Textile manufacturing company in Uganda

Nyanza Textile Industries Limited (Nytil), is an integrated textile manufacturing company in Uganda.

==Location==
The headquarters of the company and the company's factory are located in the town of Njeru, in Buikwe District, along the western bank of the Victoria Nile, between the Source of the Nile and Nalubaale Hydroelectric Power Station. This is approximately 6 km, by road, west of the central business district of Jinja, the nearest large town. Nytil lies approximately 77 km, by road, east of Kampala, the capital and largest city in that country.

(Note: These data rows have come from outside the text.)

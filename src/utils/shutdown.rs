//! Process-wide cancellation flag shared by every polling and retry loop.

use std::sync::atomic::{AtomicBool, Ordering};
use std::sync::Arc;
use std::time::Duration;
use tracing::info;

/// Cloneable shutdown flag. Loops check it once per iteration.
#[derive(Debug, Clone, Default)]
pub struct ShutdownSignal {
    flag: Arc<AtomicBool>,
}

impl ShutdownSignal {
    pub fn new() -> Self {
        Self::default()
    }

    /// Request shutdown. Idempotent.
    pub fn trigger(&self) {
        if !self.flag.swap(true, Ordering::SeqCst) {
            info!("Shutdown requested");
        }
    }

    pub fn is_triggered(&self) -> bool {
        self.flag.load(Ordering::SeqCst)
    }

    /// Sleep for `duration`, waking early (in 50ms slices) if shutdown is requested.
    ///
    /// Returns `true` if the full duration elapsed without a shutdown request.
    pub async fn sleep(&self, duration: Duration) -> bool {
        let slice = Duration::from_millis(50);
        let mut remaining = duration;
        while !remaining.is_zero() {
            if self.is_triggered() {
                return false;
            }
            let step = remaining.min(slice);
            tokio::time::sleep(step).await;
            remaining = remaining.saturating_sub(step);
        }
        !self.is_triggered()
    }
}
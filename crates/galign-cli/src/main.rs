//! galign - command-line aligner for apartment gallery assets.
//!
//! Walks a `root/<location>/<apartment>` tree, renames drifted files to the
//! canonical `{location}-{apartment}-` prefix, reconciles JSON sidecars, and
//! regenerates per-apartment gallery manifests.

use anyhow::Result;
use clap::{Parser, Subcommand};
use galign_core::{
    align_tree, generate_manifests, AlignEvent, AlignOptions, FileOutcome, ManifestEvent,
    ManifestOptions, MetadataOutcome,
};
use std::path::{Path, PathBuf};
use tracing::Level;
use tracing_subscriber::FmtSubscriber;

#[derive(Parser, Debug)]
#[command(name = "galign")]
#[command(about = "Align apartment gallery assets with their directory layout")]
struct Cli {
    /// Enable debug logging
    #[arg(short, long, global = true)]
    verbose: bool,

    #[command(subcommand)]
    command: Command,
}

#[derive(Subcommand, Debug)]
enum Command {
    /// Rename drifted files and reconcile their JSON sidecars
    Align {
        /// Root directory laid out as root/<location>/<apartment>
        root: PathBuf,

        /// Report what would change without touching any file
        #[arg(long)]
        dry_run: bool,
    },
    /// Regenerate manifest.json for every apartment directory
    Manifest {
        /// Root directory laid out as root/<location>/<apartment>
        root: PathBuf,

        /// Report what would be written without touching any file
        #[arg(long)]
        dry_run: bool,
    },
}

fn main() -> Result<()> {
    let cli = Cli::parse();

    // Set up logging; stdout stays reserved for the change report.
    let log_level = if cli.verbose { Level::DEBUG } else { Level::INFO };
    FmtSubscriber::builder()
        .with_max_level(log_level)
        .with_target(false)
        .with_thread_ids(false)
        .with_writer(std::io::stderr)
        .compact()
        .init();

    match cli.command {
        Command::Align { root, dry_run } => run_align(root, dry_run),
        Command::Manifest { root, dry_run } => run_manifest(root, dry_run),
    }
}

fn run_align(root: PathBuf, dry_run: bool) -> Result<()> {
    let prefix = if dry_run { "[DRY-RUN] " } else { "" };
    let options = AlignOptions::new(root).dry_run(dry_run);

    let report = align_tree(&options, |event| match event {
        AlignEvent::DirectoryStarted { directory } => {
            println!("processing {}", directory.path.display());
        }
        AlignEvent::FileProcessed { source, outcome } => match outcome {
            FileOutcome::Renamed {
                destination,
                metadata,
            } => {
                println!(
                    "{prefix}rename {} -> {}",
                    file_name(source),
                    file_name(destination)
                );
                if matches!(metadata, MetadataOutcome::Rewritten) {
                    println!("{prefix}metadata update {}", file_name(destination));
                }
            }
            FileOutcome::CollisionSkipped { destination } => {
                println!(
                    "{prefix}collision, skipping {} (exists: {})",
                    file_name(source),
                    file_name(destination)
                );
            }
            FileOutcome::SkippedNoSeparator | FileOutcome::AlreadyCorrect => {}
        },
        AlignEvent::EntryFailed { path, message } => {
            eprintln!("error: {}: {}", path.display(), message);
        }
    })?;

    println!(
        "{prefix}aligned {} file(s), {} metadata update(s), {} collision(s), {} error(s) in {} directories",
        report.renamed,
        report.metadata_rewritten,
        report.collisions,
        report.errors.len(),
        report.directories
    );
    Ok(())
}

fn run_manifest(root: PathBuf, dry_run: bool) -> Result<()> {
    let prefix = if dry_run { "[DRY-RUN] " } else { "" };
    let options = ManifestOptions::new(root).dry_run(dry_run);

    let report = generate_manifests(&options, |event| match event {
        ManifestEvent::Written { path, manifest } => {
            println!(
                "{prefix}manifest {} ({} image(s))",
                path.display(),
                manifest.gallery.len()
            );
        }
        ManifestEvent::Empty { directory } => {
            println!("{prefix}no renditions in {}", directory.display());
        }
        ManifestEvent::Failed { path, message } => {
            eprintln!("error: {}: {}", path.display(), message);
        }
    })?;

    println!(
        "{prefix}wrote {} manifest(s), {} empty, {} error(s) in {} directories",
        report.written,
        report.empty,
        report.errors.len(),
        report.directories
    );
    Ok(())
}

/// Last path component for compact output; directories are echoed in full.
fn file_name(path: &Path) -> String {
    path.file_name()
        .map(|name| name.to_string_lossy().into_owned())
        .unwrap_or_else(|| path.display().to_string())
}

The coordinates of the main office and factory are:0°26'10.0"N, 33°11'10.0"E (Latitude:0.436116; Longitude:33.186104).

The company also operates a second factory located on Kampala Road, in Kampala's central business district.

==History==
Nyanza Textitle Industries was established in 1954, by the colonial government as a parastatal company. The company was initially managed by Calico Printers Association (CPA), a Manchester, England based Company. CPA provided equipment and technical and managerial support until 1972 after which the independent governments in Uganda ran the factory until 1996, when they sold it to Southern Range Nyanza Limited, the company that runs it today.

==Overview==
Nytil is the largest integrated textile industry, Uganda. It has facilities for spinning, weaving, coloring, and tailoring. Spinning capacity is 8000 kg per 24 hours. Also in 24 hours, the factory can weave 100000 m and tailor 18,000 T-shirts. The plant produces 150,000 bales of fabric annually, of which 15,000 are sold inside Uganda and the rest is exported. In 2018, total revenue is planned at US$50m (Shs167 billion), compared to $40m (about Shs133 billion) in 2015.

==Operations==
The plant employs 1,500 in three shifts. This compares with 6,800 employees in 1996, whose output was less than that of the present workforce. The factory buys cotton from farmers from the districts of Kasese, Arua, Hoima and Masindi. The factory has a dedicated high voltage power line that supplies up to 3 MW of electric power. The cotton used by this company is either imported from Tanzania or sourced from Kasese District in the Western Region of Uganda.